Information:
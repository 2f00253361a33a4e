// In crates/backtester/src/types.rs

use analytics::{PerformanceReport, WinRateBasis};
use core_types::{Error, Position};
use forecast::TrainingSettings;
use serde::{Deserialize, Serialize};
use strategies::ThresholdSettings;

/// Everything the forecast-and-backtest pipeline needs, passed in explicitly.
#[derive(Debug, Serialize, Deserialize, Clone, PartialEq)]
pub struct PipelineConfig {
    #[serde(default = "default_train_fraction")]
    pub train_fraction: f64,
    #[serde(default = "default_window_size")]
    pub window_size: usize,
    /// Keep the legacy trailing trim that yields `len - window_size - 1` windows.
    #[serde(default = "default_true")]
    pub drop_last_window: bool,
    #[serde(default = "default_buy_threshold")]
    pub buy_threshold: f64,
    #[serde(default = "default_sell_threshold")]
    pub sell_threshold: f64,
    #[serde(default = "default_initial_capital")]
    pub initial_capital: f64,
    #[serde(default)]
    pub win_rate_basis: WinRateBasis,
    /// Scale every feature column, not only the price.
    #[serde(default)]
    pub scale_all_features: bool,
    #[serde(default)]
    pub training: TrainingSettings,
}

impl Default for PipelineConfig {
    fn default() -> Self {
        Self {
            train_fraction: default_train_fraction(),
            window_size: default_window_size(),
            drop_last_window: true,
            buy_threshold: default_buy_threshold(),
            sell_threshold: default_sell_threshold(),
            initial_capital: default_initial_capital(),
            win_rate_basis: WinRateBasis::default(),
            scale_all_features: false,
            training: TrainingSettings::default(),
        }
    }
}

impl PipelineConfig {
    pub fn thresholds(&self) -> ThresholdSettings {
        ThresholdSettings {
            buy_threshold: self.buy_threshold,
            sell_threshold: self.sell_threshold,
        }
    }

    /// Checks ranges that the individual stages would otherwise reject mid-run.
    pub fn validate(&self) -> core_types::Result<()> {
        if !(self.train_fraction > 0.0 && self.train_fraction < 1.0) {
            return Err(Error::invalid(format!(
                "train_fraction must lie strictly between 0 and 1, got {}",
                self.train_fraction
            )));
        }
        if self.window_size == 0 {
            return Err(Error::invalid("window_size must be positive"));
        }
        if !self.initial_capital.is_finite() {
            return Err(Error::invalid("initial_capital must be a finite number"));
        }
        if self.training.batch_size == 0 {
            return Err(Error::invalid("training.batch_size must be positive"));
        }
        strategies::ThresholdStrategy::new(self.thresholds())?;
        Ok(())
    }
}

fn default_train_fraction() -> f64 {
    0.8
}
fn default_window_size() -> usize {
    60
}
fn default_true() -> bool {
    true
}
fn default_buy_threshold() -> f64 {
    0.03
}
fn default_sell_threshold() -> f64 {
    -0.03
}
fn default_initial_capital() -> f64 {
    1000.0
}

/// The simulation state carried from one step to the next.
#[derive(Debug, Clone, Copy, PartialEq)]
pub struct BacktestState {
    pub position: Position,
    pub capital: f64,
    /// Sum of step returns so far.
    pub cumulative_return: f64,
    /// Highest `cumulative_return` seen so far, starting at 0.
    pub running_max: f64,
}

impl BacktestState {
    pub fn new(initial_capital: f64) -> Self {
        Self {
            position: Position::Flat,
            capital: initial_capital,
            cumulative_return: 0.0,
            running_max: 0.0,
        }
    }

    /// Distance of the cumulative return below its running peak.
    pub fn drawdown(&self) -> f64 {
        self.running_max - self.cumulative_return
    }
}

/// A position change triggered by a non-hold signal.
#[derive(Debug, Clone, Copy, PartialEq, Serialize, Deserialize)]
pub struct Entry {
    pub step: usize,
    pub position: i8,
    /// `capital * position` at the moment of the flip.
    pub invested_amount: f64,
}

/// One row of the backtest table.
#[derive(Debug, Clone, PartialEq, Serialize, Deserialize)]
pub struct BacktestRecord {
    pub step: usize,
    pub price: f64,
    /// The signal acted on during this step (0 at step 0).
    pub signal: i8,
    pub position: i8,
    pub returns: f64,
    pub cumulative_returns: f64,
    #[serde(rename = "drawdowns")]
    pub drawdown: f64,
    pub capital: f64,
    /// Broadcast scalar; empty when undefined.
    pub win_rate: Option<f64>,
    /// Broadcast scalar.
    pub max_drawdown: f64,
}

/// The full outcome of a backtest run.
#[derive(Debug, Clone, PartialEq, Serialize, Deserialize, Default)]
pub struct BacktestResult {
    pub report: PerformanceReport,
    pub records: Vec<BacktestRecord>,
    pub entries: Vec<Entry>,
}

impl BacktestResult {
    pub fn returns(&self) -> Vec<f64> {
        self.records.iter().map(|r| r.returns).collect()
    }

    pub fn cumulative_returns(&self) -> Vec<f64> {
        self.records.iter().map(|r| r.cumulative_returns).collect()
    }

    pub fn drawdowns(&self) -> Vec<f64> {
        self.records.iter().map(|r| r.drawdown).collect()
    }
}

/// How a finished run is presented.
#[derive(Debug, Serialize, Deserialize, Clone, Copy, PartialEq, Eq, Default)]
#[serde(rename_all = "snake_case")]
pub enum OutputFormat {
    #[default]
    Table,
    Csv,
    Json,
}

impl std::str::FromStr for OutputFormat {
    type Err = String;

    fn from_str(s: &str) -> Result<Self, Self::Err> {
        match s {
            "table" => Ok(OutputFormat::Table),
            "csv" => Ok(OutputFormat::Csv),
            "json" => Ok(OutputFormat::Json),
            other => Err(format!("unknown format '{other}', expected table, csv or json")),
        }
    }
}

What is needed: Start at the first line of the entries and stop at the line with "#[derive(Debug, Serialize, Deserialize, Clone, PartialEq)]". Retype each of those lines exactly, both ends included.

Result of the exercise:
repository 2f00253361a33a4e
// In crates/backtester/src/types.rs

use analytics::{PerformanceReport, WinRateBasis};
use core_types::{Error, Position};
use forecast::TrainingSettings;
use serde::{Deserialize, Serialize};
use strategies::ThresholdSettings;

/// Everything the forecast-and-backtest pipeline needs, passed in explicitly.
#[derive(Debug, Serialize, Deserialize, Clone, PartialEq)]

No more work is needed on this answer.